Give an exact copy of the lines from the beginning of the listing below to the "pub async fn new()" line, inclusive.

[LISTED ENTRIES Boundary: Start]

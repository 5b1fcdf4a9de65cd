#![allow(dead_code)]

use std::sync::Arc;
use std::time::Duration;

use axum::{
    body::Body,
    http::{Method, Request},
    Router,
};
use chrono::Utc;
use pos_api::{
    config::AppConfig,
    db,
    entities::product,
    events::{self, EventSender},
    handlers::AppServices,
    sessions::SessionStore,
    AppState,
};
use rust_decimal::Decimal;
use sea_orm::{ActiveModelTrait, Set};
use serde_json::Value;
use tokio::sync::mpsc;
use tower::ServiceExt;
use uuid::Uuid;

/// Test harness backed by an in-memory SQLite database.
///
/// The pool is pinned to a single connection so the in-memory database
/// survives across queries and concurrent transactions serialize on it.
pub struct TestApp {
    router: Router,
    pub state: Arc<AppState>,
    _event_task: tokio::task::JoinHandle<()>,
}

impl TestApp {
    pub async fn new() -> Self {
        let mut cfg = AppConfig::new("sqlite::memory:", "127.0.0.1", 18_080, "test");
        cfg.auto_migrate = true;
        cfg.db_max_connections = 1;
        cfg.db_min_connections = 1;
        cfg.db_acquire_timeout_secs = 30;

        let pool = db::establish_connection_from_app_config(&cfg)
            .await
            .expect("failed to create test database");
        db::run_migrations(&pool)
            .await
            .expect("failed to run migrations in tests");
        let db_arc = Arc::new(pool);

        let (event_tx, event_rx) = mpsc::channel(256);
        let event_sender = EventSender::new(event_tx);
        let event_task = tokio::spawn(events::process_events(event_rx));

        let sessions = Arc::new(SessionStore::new(Duration::from_secs(900)));
        let services = AppServices::new(db_arc.clone(), Arc::new(event_sender.clone()), &cfg);

        let state = Arc::new(AppState {
            db: db_arc,
            config: cfg,
            event_sender,
            sessions,
            services,
        });

        let router = Router::new()
            .nest("/api/v1", pos_api::api_v1_routes())
            .with_state(state.clone());

        Self {
            router,
            state,
            _event_task: event_task,
        }
    }

    /// Send a request against the router with optional JSON body and headers.
    pub async fn request(
        &self,
        method: Method,
        uri: &str,
        body: Option<Value>,
        headers: &[(&str, &str)],
    ) -> axum::response::Response {
        let mut builder = Request::builder().method(method).uri(uri);
        for (name, value) in headers {
            builder = builder.header(*name, *value);
        }

        let body = if let Some(json) = body {
            builder = builder.header("content-type", "application/json");
            Body::from(serde_json::to_vec(&json).expect("failed to serialize json request body"))
        } else {
            Body::empty()
        };

        let request = builder.body(body).expect("failed to build request");
        self.router
            .clone()
            .oneshot(request)
            .await
            .expect("router error during test request")
    }

    /// Insert a product row directly.
    pub async fn seed_product(
        &self,
        name: &str,
        price: Decimal,
        product_type: product::ProductType,
        stock: Option<i32>,
    ) -> product::Model {
        let now = Utc::now();
        let model = product::ActiveModel {
            id: Set(Uuid::new_v4()),
            name: Set(name.to_string()),
            description: Set(String::new()),
            price: Set(price),
            product_type: Set(product_type),
            stock: Set(stock),
            is_active: Set(true),
            created_at: Set(now),
            updated_at: Set(now),
        };

        model
            .insert(&*self.state.db)
            .await
            .expect("failed to seed test product")
    }
}

impl Drop for TestApp {
    fn drop(&mut self) {
        self._event_task.abort();
    }
}

/// Read a response body as JSON.
pub async fn response_json(response: axum::response::Response) -> Value {
    let bytes = axum::body::to_bytes(response.into_body(), usize::MAX)
        .await
        .expect("failed to read response body");
    serde_json::from_slice(&bytes).expect("response body is not valid json")
}
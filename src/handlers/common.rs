use axum::{
    extract::FromRequestParts,
    http::{request::Parts, StatusCode},
    response::{IntoResponse, Response},
    Json,
};
use serde::Serialize;
use uuid::Uuid;

use crate::errors::{ApiError, ServiceError};

/// Standard success response
pub fn success_response<T: Serialize>(data: T) -> Response {
    (StatusCode::OK, Json(data)).into_response()
}

/// Standard created response
pub fn created_response<T: Serialize>(data: T) -> Response {
    (StatusCode::CREATED, Json(data)).into_response()
}

/// Standard no content response
pub fn no_content_response() -> Response {
    StatusCode::NO_CONTENT.into_response()
}

/// Map service errors to API errors
pub fn map_service_error(err: ServiceError) -> ApiError {
    ApiError::ServiceError(err)
}

/// Opaque session identifier from the `x-session-id` header.
///
/// Session lifecycle (creation, cookies, authentication) is an upstream
/// concern; handlers only need a stable key into the session store.
#[derive(Debug, Clone)]
pub struct SessionId(pub String);

impl<S> FromRequestParts<S> for SessionId
where
    S: Send + Sync,
{
    type Rejection = ApiError;

    async fn from_request_parts(parts: &mut Parts, _state: &S) -> Result<Self, Self::Rejection> {
        let value = parts
            .headers
            .get("x-session-id")
            .and_then(|v| v.to_str().ok())
            .map(str::trim)
            .filter(|v| !v.is_empty())
            .ok_or_else(|| ApiError::BadRequest("Missing x-session-id header".to_string()))?;

        Ok(SessionId(value.to_string()))
    }
}

/// The authenticated user's id from the `x-user-id` header, set by the
/// upstream auth layer.
#[derive(Debug, Clone, Copy)]
pub struct CurrentUser(pub Uuid);

impl<S> FromRequestParts<S> for CurrentUser
where
    S: Send + Sync,
{
    type Rejection = ApiError;

    async fn from_request_parts(parts: &mut Parts, _state: &S) -> Result<Self, Self::Rejection> {
        let raw = parts
            .headers
            .get("x-user-id")
            .and_then(|v| v.to_str().ok())
            .ok_or_else(|| ApiError::BadRequest("Missing x-user-id header".to_string()))?;

        let user_id = Uuid::parse_str(raw.trim())
            .map_err(|_| ApiError::BadRequest("x-user-id is not a valid UUID".to_string()))?;

        Ok(CurrentUser(user_id))
    }
}
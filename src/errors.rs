use axum::{
    http::StatusCode,
    response::{IntoResponse, Response},
    Json,
};
use serde::{Deserialize, Serialize};
use uuid::Uuid;

/// Standard JSON error body returned by every failing endpoint.
#[derive(Debug, Serialize, Deserialize)]
pub struct ErrorResponse {
    /// HTTP status category (e.g. "Not Found", "Unprocessable Entity")
    pub error: String,
    /// Human-readable error description
    pub message: String,
    /// ISO 8601 timestamp when the error occurred
    pub timestamp: String,
}

/// Errors raised by the service layer.
#[derive(Debug, thiserror::Error)]
pub enum ServiceError {
    #[error("Database error: {0}")]
    DatabaseError(#[from] sea_orm::error::DbErr),

    #[error("Not found: {0}")]
    NotFound(String),

    #[error("Product {0} not found")]
    ProductNotFound(Uuid),

    #[error(
        "Insufficient stock for product {product_id}: requested {requested}, available {available}"
    )]
    InsufficientStock {
        product_id: Uuid,
        requested: i32,
        available: i32,
    },

    #[error("Invalid operation: {0}")]
    InvalidOperation(String),
}

impl ServiceError {
    /// Single source of truth for error-to-status mapping.
    pub fn status_code(&self) -> StatusCode {
        match self {
            Self::DatabaseError(_) => StatusCode::INTERNAL_SERVER_ERROR,
            Self::NotFound(_) | Self::ProductNotFound(_) => StatusCode::NOT_FOUND,
            Self::InsufficientStock { .. } => StatusCode::UNPROCESSABLE_ENTITY,
            Self::InvalidOperation(_) => StatusCode::BAD_REQUEST,
        }
    }

    /// Message suitable for HTTP responses. Infrastructure failures return a
    /// generic message so internal detail never reaches end users.
    pub fn response_message(&self) -> String {
        match self {
            Self::DatabaseError(_) => "Database error".to_string(),
            _ => self.to_string(),
        }
    }
}

impl IntoResponse for ServiceError {
    fn into_response(self) -> Response {
        let status = self.status_code();
        let err = ErrorResponse {
            error: status.canonical_reason().unwrap_or("Error").to_string(),
            message: self.response_message(),
            timestamp: chrono::Utc::now().to_rfc3339(),
        };
        (status, Json(err)).into_response()
    }
}

/// Error type for the HTTP handler layer.
#[derive(Debug, thiserror::Error)]
pub enum ApiError {
    #[error("Service error: {0}")]
    ServiceError(#[from] ServiceError),

    #[error("Bad request: {0}")]
    BadRequest(String),
}

impl IntoResponse for ApiError {
    fn into_response(self) -> Response {
        let (status, message) = match &self {
            ApiError::ServiceError(service_error) => (
                service_error.status_code(),
                service_error.response_message(),
            ),
            ApiError::BadRequest(msg) => (StatusCode::BAD_REQUEST, msg.clone()),
        };

        let err = ErrorResponse {
            error: status.canonical_reason().unwrap_or("Error").to_string(),
            message,
            timestamp: chrono::Utc::now().to_rfc3339(),
        };
        (status, Json(err)).into_response()
    }
}

#[cfg(test)]
mod tests {
    use super::*;

    #[test]
    fn status_code_mapping() {
        assert_eq!(
            ServiceError::NotFound("x".into()).status_code(),
            StatusCode::NOT_FOUND
        );
        assert_eq!(
            ServiceError::ProductNotFound(Uuid::new_v4()).status_code(),
            StatusCode::NOT_FOUND
        );
        assert_eq!(
            ServiceError::InsufficientStock {
                product_id: Uuid::new_v4(),
                requested: 3,
                available: 2
            }
            .status_code(),
            StatusCode::UNPROCESSABLE_ENTITY
        );
        assert_eq!(
            ServiceError::InvalidOperation("x".into()).status_code(),
            StatusCode::BAD_REQUEST
        );
        assert_eq!(
            ServiceError::DatabaseError(sea_orm::error::DbErr::Custom("boom".into())).status_code(),
            StatusCode::INTERNAL_SERVER_ERROR
        );
    }

    #[test]
    fn response_message_hides_database_details() {
        let err = ServiceError::DatabaseError(sea_orm::error::DbErr::Custom(
            "connection string with secrets".into(),
        ));
        assert_eq!(err.response_message(), "Database error");

        let err = ServiceError::NotFound("Sale 42 not found".into());
        assert_eq!(err.response_message(), "Not found: Sale 42 not found");
    }

    #[test]
    fn insufficient_stock_message_names_the_offender() {
        let product_id = Uuid::new_v4();
        let err = ServiceError::InsufficientStock {
            product_id,
            requested: 3,
            available: 2,
        };
        let msg = err.to_string();
        assert!(msg.contains(&product_id.to_string()));
        assert!(msg.contains("requested 3"));
        assert!(msg.contains("available 2"));
    }
}
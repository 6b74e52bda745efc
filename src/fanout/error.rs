use std::time::Duration;

use crate::gemini::GeminiError;

/// The model's text could not be read as a fan-out response.
/// `raw` is the text after fence stripping, kept for diagnostics.
#[derive(Debug, Clone, PartialEq, thiserror::Error)]
#[error("JSON parse failed: {message}")]
pub struct ParseError {
    pub message: String,
    pub raw: String,
}

impl ParseError {
    pub(crate) fn new(message: impl Into<String>, raw: &str) -> Self {
        Self {
            message: message.into(),
            raw: raw.to_string(),
        }
    }
}

/// Failure of a single lookup. Never crosses the batch boundary.
#[derive(Debug, thiserror::Error)]
pub enum FanOutError {
    #[error("query must not be empty")]
    EmptyQuery,

    #[error(transparent)]
    Generation(#[from] GeminiError),

    #[error(transparent)]
    Parse(#[from] ParseError),

    #[error("lookup timed out after {0:?}")]
    Timeout(Duration),
}

impl FanOutError {
    /// Raw model text when the failure happened while parsing it.
    pub fn raw_response(&self) -> Option<&str> {
        match self {
            FanOutError::Parse(e) => Some(&e.raw),
            _ => None,
        }
    }
}
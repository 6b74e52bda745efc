//! Caller-owned state for one interactive session.
//!
//! Created empty; each completed run replaces the previous one wholesale.
//! Results from different runs are never merged.

use crate::fanout::{BatchOptions, BatchOutcome};

#[derive(Debug, Default)]
pub struct Session {
    pub options: BatchOptions,
    last_run: Option<BatchOutcome>,
    runs: usize,
}

impl Session {
    pub fn new(options: BatchOptions) -> Self {
        Self {
            options,
            last_run: None,
            runs: 0,
        }
    }

    /// Stores `outcome` as the current run and hands back the one it replaced.
    pub fn replace(&mut self, outcome: BatchOutcome) -> Option<BatchOutcome> {
        self.runs += 1;
        self.last_run.replace(outcome)
    }

    pub fn last_run(&self) -> Option<&BatchOutcome> {
        self.last_run.as_ref()
    }

    pub fn runs(&self) -> usize {
        self.runs
    }
}
use serde::{Deserialize, Serialize};

#[derive(Debug, Serialize)]
#[serde(rename_all = "camelCase")]
pub struct GenerateContentRequest {
    pub contents: Vec<Content>,
}

#[derive(Debug, Serialize, Deserialize)]
pub struct Content {
    #[serde(default)]
    pub parts: Vec<Part>,
    #[serde(skip_serializing_if = "Option::is_none")]
    pub role: Option<String>,
}

#[derive(Debug, Serialize, Deserialize)]
pub struct Part {
    #[serde(default)]
    pub text: String,
}

#[derive(Debug, Deserialize)]
#[serde(rename_all = "camelCase")]
pub struct GenerateContentResponse {
    pub candidates: Option<Vec<Candidate>>,
    pub prompt_feedback: Option<PromptFeedback>,
    pub error: Option<ApiError>,
}

#[derive(Debug, Deserialize)]
#[serde(rename_all = "camelCase")]
pub struct Candidate {
    pub content: Option<Content>,
    pub finish_reason: Option<String>,
}

#[derive(Debug, Deserialize)]
#[serde(rename_all = "camelCase")]
pub struct PromptFeedback {
    pub block_reason: Option<String>,
}

#[derive(Debug, Deserialize)]
pub struct ApiError {
    pub code: Option<u16>,
    pub message: Option<String>,
}
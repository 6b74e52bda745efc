use tracing::warn;

use super::client::GeminiError;
use super::types::GenerateContentResponse;

/// Concatenates the text parts of the first candidate.
///
/// A response with no text at all (blocked prompt, safety stop, empty
/// candidate list) is an error rather than an empty string, so the caller
/// never hands "" to the JSON parser.
pub fn extract_text(response: &GenerateContentResponse) -> Result<String, GeminiError> {
    let candidate = response.candidates.as_ref().and_then(|c| c.first());

    let text: String = candidate
        .and_then(|c| c.content.as_ref())
        .map(|content| {
            content
                .parts
                .iter()
                .map(|part| part.text.as_str())
                .collect()
        })
        .unwrap_or_default();

    if !text.trim().is_empty() {
        return Ok(text);
    }

    let reason = response
        .prompt_feedback
        .as_ref()
        .and_then(|f| f.block_reason.clone())
        .map(|r| format!("prompt blocked: {r}"))
        .or_else(|| {
            candidate
                .and_then(|c| c.finish_reason.clone())
                .map(|r| format!("finish reason: {r}"))
        })
        .unwrap_or_else(|| "no candidates returned".to_string());

    warn!(%reason, "Gemini returned empty answer");
    Err(GeminiError::EmptyResponse(reason))
}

[LISTED ENTRIES Boundary: End]

YOUR RESPONSE –
repository 5b1fcdf4a9de65cd
#![allow(dead_code)]

use std::sync::Arc;
use std::time::Duration;

use axum::{
    body::Body,
    http::{Method, Request},
    Router,
};
use chrono::Utc;
use pos_api::{
    config::AppConfig,
    db,
    entities::product,
    events::{self, EventSender},
    handlers::AppServices,
    sessions::SessionStore,
    AppState,
};
use rust_decimal::Decimal;
use sea_orm::{ActiveModelTrait, Set};
use serde_json::Value;
use tokio::sync::mpsc;
use tower::ServiceExt;
use uuid::Uuid;

/// Test harness backed by an in-memory SQLite database.
///
/// The pool is pinned to a single connection so the in-memory database
/// survives across queries and concurrent transactions serialize on it.
pub struct TestApp {
    router: Router,
    pub state: Arc<AppState>,
    _event_task: tokio::task::JoinHandle<()>,
}

impl TestApp {
    pub async fn new() -> Self {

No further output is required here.